Solid oxide fuel cells fueled by carbonaceous fuels: A thermodynamics-based approach for safe operation and experimental validation

Solid Oxide Fuel Cells (SOFCs) can operate with carbonaceous fuels. However, experiments indicate possible carbon deposition or coking on Ni-based anodes. Thermodynamic equilibrium calculations with NASA computer program CEA (Chemical Equilibrium with Applications) for typical SOFC operating temperatures predict graphitic carbon (C(gr)) formation. While fuel humidification eliminates coking, excess steam degrades Ni-based anode, necessitating suitable steam supply for safe operation. Thermodynamic approach is validated using experiments on 25 mm diameter electrolyte-supported NextCell-HP SOFC button cell fueled by H-2 and simulated syngas (CO and H-2). The use of 1 SLPM H-2 (fuel) with 4 SLPM air (oxidant) provides peak power density of similar to 1000 mW cm(-2). With simulated syngas fuel, cell performance drops. In-situ diagnosis with steam supply to anode suggests carbon deposition based on detection of H-2 and CO in tail gas. Equilibrium analysis suggests carbon-free operation by humidifying simulated syngas (CO:H-2 = 1:3 molar ratio) with similar to 5% steam by volume, at 973 K and above. Further experiments are conducted on a fresh cell.
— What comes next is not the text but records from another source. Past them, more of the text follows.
// Copyright 2026, Jeroen van Erp <jeroen@geeko.me>
// SPDX-License-Identifier: Apache-2.0

//! Cluster apply/delete/status primitives used by the install stages.

use std::fmt;

use k8s_openapi::api::apps::v1::Deployment;
use k8s_openapi::api::core::v1::{ConfigMap, Namespace, Pod, Service};
use k8s_openapi::api::rbac::v1::{ClusterRole, ClusterRoleBinding, Role, RoleBinding};
use k8s_openapi::{ClusterResourceScope, NamespaceResourceScope};
use kube::{
    api::{DeleteParams, ListParams, ObjectMeta, Patch, PatchParams, PostParams},
    Api, Client, Resource, ResourceExt,
};
use serde::{de::DeserializeOwned, Serialize};
use tracing::{debug, info, instrument};

use crate::constants::FIELD_MANAGER;
use crate::error::{MeshctlError, Result};

/// Apply a namespaced resource via server-side apply (create or update)
pub async fn apply_namespaced<K>(client: &Client, namespace: &str, resource: &K) -> Result<()>
where
    K: Resource<Scope = NamespaceResourceScope, DynamicType = ()>
        + Clone
        + DeserializeOwned
        + Serialize
        + fmt::Debug,
{
    let name = resource.name_any();
    debug!("Applying {} {}/{}", K::kind(&()), namespace, name);

    let api: Api<K> = Api::namespaced(client.clone(), namespace);
    let pp = PatchParams::apply(FIELD_MANAGER).force();
    api.patch(&name, &pp, &Patch::Apply(resource)).await?;
    Ok(())
}

/// Apply a cluster-scoped resource via server-side apply (create or update)
pub async fn apply_cluster<K>(client: &Client, resource: &K) -> Result<()>
where
    K: Resource<Scope = ClusterResourceScope, DynamicType = ()>
        + Clone
        + DeserializeOwned
        + Serialize
        + fmt::Debug,
{
    let name = resource.name_any();
    debug!("Applying {} {}", K::kind(&()), name);

    let api: Api<K> = Api::all(client.clone());
    let pp = PatchParams::apply(FIELD_MANAGER).force();
    api.patch(&name, &pp, &Patch::Apply(resource)).await?;
    Ok(())
}

/// Resource categories the teardown manifests can name
#[derive(Debug, Clone, Copy, PartialEq, Eq)]
pub enum ResourceKind {
    ConfigMap,
    Service,
    Deployment,
    Role,
    RoleBinding,
    ClusterRole,
    ClusterRoleBinding,
}

impl fmt::Display for ResourceKind {
    fn fmt(&self, f: &mut fmt::Formatter<'_>) -> fmt::Result {
        let name = match self {
            ResourceKind::ConfigMap => "ConfigMap",
            ResourceKind::Service => "Service",
            ResourceKind::Deployment => "Deployment",
            ResourceKind::Role => "Role",
            ResourceKind::RoleBinding => "RoleBinding",
            ResourceKind::ClusterRole => "ClusterRole",
            ResourceKind::ClusterRoleBinding => "ClusterRoleBinding",
        };
        f.write_str(name)
    }
}

/// Delete a resource by kind and name. A missing resource is not an error.
pub async fn delete_resource(
    client: &Client,
    namespace: &str,
    kind: ResourceKind,
    name: &str,
) -> Result<()> {
    match kind {
        ResourceKind::ConfigMap => delete_namespaced::<ConfigMap>(client, namespace, name).await,
        ResourceKind::Service => delete_namespaced::<Service>(client, namespace, name).await,
        ResourceKind::Deployment => delete_namespaced::<Deployment>(client, namespace, name).await,
        ResourceKind::Role => delete_namespaced::<Role>(client, namespace, name).await,
        ResourceKind::RoleBinding => delete_namespaced::<RoleBinding>(client, namespace, name).await,
        ResourceKind::ClusterRole => delete_cluster::<ClusterRole>(client, name).await,
        ResourceKind::ClusterRoleBinding => {
            delete_cluster::<ClusterRoleBinding>(client, name).await
        }
    }
}

async fn delete_namespaced<K>(client: &Client, namespace: &str, name: &str) -> Result<()>
where
    K: Resource<Scope = NamespaceResourceScope, DynamicType = ()>
        + Clone
        + DeserializeOwned
        + fmt::Debug,
{
    let api: Api<K> = Api::namespaced(client.clone(), namespace);
    match api.delete(name, &DeleteParams::default()).await {
        Ok(_) => Ok(()),
        Err(kube::Error::Api(err)) if err.code == 404 => Ok(()),
        Err(e) => Err(e.into()),
    }
}

async fn delete_cluster<K>(client: &Client, name: &str) -> Result<()>
where
    K: Resource<Scope = ClusterResourceScope, DynamicType = ()>
        + Clone
        + DeserializeOwned
        + fmt::Debug,
{
    let api: Api<K> = Api::all(client.clone());
    match api.delete(name, &DeleteParams::default()).await {
        Ok(_) => Ok(()),
        Err(kube::Error::Api(err)) if err.code == 404 => Ok(()),
        Err(e) => Err(e.into()),
    }
}

/// Query whether a deployment's replicas have all become ready
pub async fn deployment_ready(client: &Client, namespace: &str, name: &str) -> Result<bool> {
    let api: Api<Deployment> = Api::namespaced(client.clone(), namespace);
    let deployment = api.get(name).await?;
    Ok(is_deployment_ready(&deployment))
}

/// Readiness predicate: every desired replica reports ready
pub fn is_deployment_ready(deployment: &Deployment) -> bool {
    let desired = deployment
        .spec
        .as_ref()
        .and_then(|s| s.replicas)
        .unwrap_or(1);
    let ready = deployment
        .status
        .as_ref()
        .and_then(|s| s.ready_replicas)
        .unwrap_or(0);
    desired > 0 && ready >= desired
}

/// List pods in a namespace matching a label selector
pub async fn list_pods(client: &Client, namespace: &str, label_selector: &str) -> Result<Vec<Pod>> {
    let api: Api<Pod> = Api::namespaced(client.clone(), namespace);
    let lp = ListParams::default().labels(label_selector);
    Ok(api.list(&lp).await?.items)
}

/// Render a human-readable pod status table for a label selector.
///
/// Rendering never fails; listing errors become part of the output.
pub async fn format_pod_status(client: &Client, namespace: &str, label_selector: &str) -> String {
    match list_pods(client, namespace, label_selector).await {
        Ok(pods) if pods.is_empty() => "no pods found".to_string(),
        Ok(pods) => {
            let mut out = format!("{:<40} {:<8} {}", "NAME", "READY", "STATUS");
            for pod in pods {
                let name = pod.name_any();
                let statuses = pod
                    .status
                    .as_ref()
                    .and_then(|s| s.container_statuses.as_ref());
                let total = statuses.map(|s| s.len()).unwrap_or(0);
                let ready = statuses
                    .map(|s| s.iter().filter(|c| c.ready).count())
                    .unwrap_or(0);
                let phase = pod
                    .status
                    .as_ref()
                    .and_then(|s| s.phase.clone())
                    .unwrap_or_else(|| "Unknown".to_string());
                out.push_str(&format!("\n{:<40} {:<8} {}", name, format!("{}/{}", ready, total), phase));
            }
            out
        }
        Err(e) => format!("unable to list pods: {}", e),
    }
}

/// Ensure a namespace exists in the cluster, create if it doesn't
#[instrument(skip(client))]
pub async fn ensure_namespace_exists(client: &Client, namespace: &str) -> Result<()> {
    let namespaces: Api<Namespace> = Api::all(client.clone());

    match namespaces.get(namespace).await {
        Ok(_) => {
            debug!("Namespace {} already exists", namespace);
            Ok(())
        }
        Err(kube::Error::Api(err)) if err.code == 404 => {
            info!("Creating namespace {}", namespace);
            let ns = Namespace {
                metadata: ObjectMeta {
                    name: Some(namespace.to_string()),
                    ..Default::default()
                },
                ..Default::default()
            };
            namespaces.create(&PostParams::default(), &ns).await?;
            Ok(())
        }
        Err(e) => Err(MeshctlError::Kube(e)),
    }
}
// Copyright 2026, Jeroen van Erp <jeroen@geeko.me>
// SPDX-License-Identifier: Apache-2.0

//! Persisted CLI state in the user's home directory (`~/.meshctlrc`).

use std::fs;
use std::path::{Path, PathBuf};

use serde::{Deserialize, Serialize};

use crate::constants::RCFILE_NAME;
use crate::error::{MeshctlError, Result};

/// Persistent CLI state, stored wholesale as YAML.
#[derive(Debug, Clone, Default, PartialEq, Serialize, Deserialize)]
pub struct RcFile {
    /// Mesh control-plane server endpoint, e.g. "127.0.0.1:2381"
    pub server: String,
}

impl RcFile {
    /// Path of the rc file inside the user's home directory
    pub fn path() -> Result<PathBuf> {
        let home = dirs::home_dir()
            .ok_or_else(|| MeshctlError::RcFile("could not determine home directory".to_string()))?;
        Ok(home.join(RCFILE_NAME))
    }

    /// Load the rc file. A missing file is not an error and yields `None`.
    pub fn load() -> Result<Option<RcFile>> {
        Self::load_from(&Self::path()?)
    }

    /// Write the rc file back to the home directory.
    pub fn save(&self) -> Result<()> {
        self.save_to(&Self::path()?)
    }

    pub(crate) fn load_from(path: &Path) -> Result<Option<RcFile>> {
        if !path.exists() {
            return Ok(None);
        }
        let data = fs::read_to_string(path)
            .map_err(|e| MeshctlError::RcFile(format!("failed to read {}: {}", path.display(), e)))?;
        let rc = serde_yaml::from_str(&data)
            .map_err(|e| MeshctlError::RcFile(format!("failed to parse {}: {}", path.display(), e)))?;
        Ok(Some(rc))
    }

    pub(crate) fn save_to(&self, path: &Path) -> Result<()> {
        let data = serde_yaml::to_string(self)
            .map_err(|e| MeshctlError::RcFile(format!("failed to serialize rc file: {}", e)))?;
        fs::write(path, data)
            .map_err(|e| MeshctlError::RcFile(format!("failed to write {}: {}", path.display(), e)))
    }
}
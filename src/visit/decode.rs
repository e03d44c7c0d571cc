// Copyright 2026, Jeroen van Erp <jeroen@geeko.me>
// SPDX-License-Identifier: Apache-2.0

//! Decoding of raw byte streams into resource documents.

use serde::Deserialize;
use serde_yaml::Value;

use crate::error::{MeshctlError, Result};
use crate::resource::ResourceDocument;

/// Decode a raw stream into zero or more resource documents.
///
/// Handles multi-document YAML/JSON streams (`---` separated). Malformed
/// input fails the whole stream without emitting a partial document;
/// `origin` names the source in the error.
pub fn decode_stream(input: &str, origin: &str) -> Result<Vec<ResourceDocument>> {
    let mut documents = Vec::new();

    for deserializer in serde_yaml::Deserializer::from_str(input) {
        let value = Value::deserialize(deserializer)
            .map_err(|e| MeshctlError::decode(origin, e))?;
        if value.is_null() {
            // Empty documents between separators carry no content.
            continue;
        }
        documents.push(document_from_value(value, origin)?);
    }

    Ok(documents)
}

fn document_from_value(value: Value, origin: &str) -> Result<ResourceDocument> {
    if !value.is_mapping() {
        return Err(MeshctlError::decode(origin, "document is not a mapping"));
    }

    let kind = string_field(&value, "kind")
        .ok_or_else(|| MeshctlError::decode(origin, "document has no \"kind\" field"))?;
    let name = string_field(&value, "name")
        .or_else(|| nested_string_field(&value, "metadata", "name"))
        .ok_or_else(|| MeshctlError::decode(origin, "document has no \"name\" field"))?;
    let namespace = string_field(&value, "namespace")
        .or_else(|| nested_string_field(&value, "metadata", "namespace"));

    Ok(ResourceDocument {
        kind,
        name,
        namespace,
        body: value,
    })
}

fn string_field(value: &Value, field: &str) -> Option<String> {
    value.get(field).and_then(Value::as_str).map(str::to_string)
}

fn nested_string_field(value: &Value, outer: &str, inner: &str) -> Option<String> {
    value
        .get(outer)
        .and_then(|v| v.get(inner))
        .and_then(Value::as_str)
        .map(str::to_string)
}
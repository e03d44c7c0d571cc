// Copyright 2026, Jeroen van Erp <jeroen@geeko.me>
// SPDX-License-Identifier: Apache-2.0

//! Mesh control-plane stage: cluster config, services, and the control
//! plane deployment.

use std::collections::BTreeMap;

use futures::FutureExt;
use k8s_openapi::api::core::v1::{ConfigMap, Service, ServicePort, ServiceSpec};
use kube::api::ObjectMeta;

use crate::config::InstallConfig;
use crate::constants::{names, ports};
use crate::error::Result;
use crate::install::{
    batch_deploy_resources, clear_stage_resources, wait_until_ready, workload_deployment,
    InstallFunc, InstallPhase, PollPolicy, StageContext,
};
use crate::kubernetes::{self, ResourceKind};

pub const LABEL_SELECTOR: &str = "app=mesh-control-plane";

/// Resources removed when this stage is cleared, in deletion order
pub const TEARDOWN: &[(ResourceKind, &str)] = &[
    (ResourceKind::Deployment, names::CONTROL_PLANE),
    (ResourceKind::Service, names::CONTROL_PLANE_PUBLIC_SERVICE),
    (ResourceKind::Service, names::CONTROL_PLANE_HEADLESS_SERVICE),
    (ResourceKind::ConfigMap, names::CONTROL_PLANE_CONFIG),
];

fn control_plane_labels() -> BTreeMap<String, String> {
    BTreeMap::from([("app".to_string(), names::CONTROL_PLANE.to_string())])
}

/// Check prerequisites for installing the control plane.
///
/// None beyond the namespace itself; the operator stage runs first in a
/// full install but a standalone control plane is valid too.
pub async fn pre_check(_ctx: &StageContext) -> Result<()> {
    Ok(())
}

/// Apply all control-plane resources in order, then wait for the control
/// plane deployment to converge.
pub async fn deploy(ctx: &StageContext) -> Result<()> {
    batch_deploy_resources(
        ctx,
        vec![
            config_map_spec(&ctx.config),
            public_service_spec(&ctx.config),
            headless_service_spec(&ctx.config),
            deployment_spec(&ctx.config),
        ],
    )
    .await?;

    wait_until_ready(&PollPolicy::default(), names::CONTROL_PLANE, || {
        kubernetes::deployment_ready(&ctx.client, &ctx.namespace, names::CONTROL_PLANE)
    })
    .await
}

/// Remove all control-plane resources, best-effort.
pub async fn clear(ctx: &StageContext) {
    clear_stage_resources(ctx, TEARDOWN).await;
}

/// Human-readable description of the given phase of this stage.
pub async fn describe(ctx: &StageContext, phase: InstallPhase) -> String {
    match phase {
        InstallPhase::Begin => format!(
            "Begin to install mesh control plane in the namespace: {}",
            ctx.namespace
        ),
        InstallPhase::End => format!(
            "\nMesh control plane deployed successfully, deployment: {}\n{}",
            names::CONTROL_PLANE,
            kubernetes::format_pod_status(&ctx.client, &ctx.namespace, LABEL_SELECTOR).await
        ),
        InstallPhase::Error => format!(
            "Failed to install mesh control plane in the namespace: {}",
            ctx.namespace
        ),
    }
}

pub(crate) fn build_config_map(config: &InstallConfig) -> ConfigMap {
    let cluster_config = format!(
        "name: {}\nlisten-client-urls: http://0.0.0.0:{}\nlisten-peer-urls: http://0.0.0.0:{}\nadmin-port: {}\n",
        names::CONTROL_PLANE,
        config.client_port,
        config.peer_port,
        config.admin_port,
    );

    ConfigMap {
        metadata: ObjectMeta {
            name: Some(names::CONTROL_PLANE_CONFIG.to_string()),
            namespace: Some(config.mesh_namespace.clone()),
            ..Default::default()
        },
        data: Some(BTreeMap::from([(
            "cluster.yaml".to_string(),
            cluster_config,
        )])),
        ..Default::default()
    }
}

fn config_map_spec(config: &InstallConfig) -> InstallFunc {
    let cm = build_config_map(config);
    Box::new(move |ctx| {
        let cm = cm.clone();
        async move { kubernetes::apply_namespaced(&ctx.client, &ctx.namespace, &cm).await }.boxed()
    })
}

/// The public service exposes the client and admin ports to mesh users.
pub(crate) fn build_public_service(config: &InstallConfig) -> Service {
    Service {
        metadata: ObjectMeta {
            name: Some(names::CONTROL_PLANE_PUBLIC_SERVICE.to_string()),
            namespace: Some(config.mesh_namespace.clone()),
            labels: Some(control_plane_labels()),
            ..Default::default()
        },
        spec: Some(ServiceSpec {
            selector: Some(control_plane_labels()),
            ports: Some(vec![
                ServicePort {
                    name: Some(ports::CLIENT_PORT_NAME.to_string()),
                    port: config.client_port,
                    ..Default::default()
                },
                ServicePort {
                    name: Some(ports::ADMIN_PORT_NAME.to_string()),
                    port: config.admin_port,
                    ..Default::default()
                },
            ]),
            ..Default::default()
        }),
        ..Default::default()
    }
}

fn public_service_spec(config: &InstallConfig) -> InstallFunc {
    let service = build_public_service(config);
    Box::new(move |ctx| {
        let service = service.clone();
        async move { kubernetes::apply_namespaced(&ctx.client, &ctx.namespace, &service).await }
            .boxed()
    })
}

/// The headless service lets control-plane members discover their peers.
pub(crate) fn build_headless_service(config: &InstallConfig) -> Service {
    Service {
        metadata: ObjectMeta {
            name: Some(names::CONTROL_PLANE_HEADLESS_SERVICE.to_string()),
            namespace: Some(config.mesh_namespace.clone()),
            labels: Some(control_plane_labels()),
            ..Default::default()
        },
        spec: Some(ServiceSpec {
            cluster_ip: Some("None".to_string()),
            selector: Some(control_plane_labels()),
            ports: Some(vec![ServicePort {
                name: Some(ports::PEER_PORT_NAME.to_string()),
                port: config.peer_port,
                ..Default::default()
            }]),
            ..Default::default()
        }),
        ..Default::default()
    }
}

fn headless_service_spec(config: &InstallConfig) -> InstallFunc {
    let service = build_headless_service(config);
    Box::new(move |ctx| {
        let service = service.clone();
        async move { kubernetes::apply_namespaced(&ctx.client, &ctx.namespace, &service).await }
            .boxed()
    })
}

fn deployment_spec(config: &InstallConfig) -> InstallFunc {
    let deployment = workload_deployment(
        names::CONTROL_PLANE,
        &config.mesh_namespace,
        control_plane_labels(),
        &config.control_plane_image,
        &[
            (ports::CLIENT_PORT_NAME, config.client_port),
            (ports::PEER_PORT_NAME, config.peer_port),
            (ports::ADMIN_PORT_NAME, config.admin_port),
        ],
        config.control_plane_replicas,
    );
    Box::new(move |ctx| {
        let deployment = deployment.clone();
        async move { kubernetes::apply_namespaced(&ctx.client, &ctx.namespace, &deployment).await }
            .boxed()
    })
}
Simulated syngas (CO:H-2 = 1:3 volumetric ratio) with similar to 5% steam by volume provides safe cell operation. The study provides a pathway to safely utilize carbonaceous fuels in SOFC by suitable humidification, coupling thermodynamic analyses and experiments.

Automated summary

Solid Oxide Fuel Cells (SOFCs) can operate with carbonaceous fuels, but require suitable steam supply to prevent coking and ensure safe operation. This study validates a thermodynamic approach through experiments on electrolyte-supported SOFCs fueled by H2 and simulated syngas, providing insights on how to safely utilize carbonaceous fuels in SOFCs.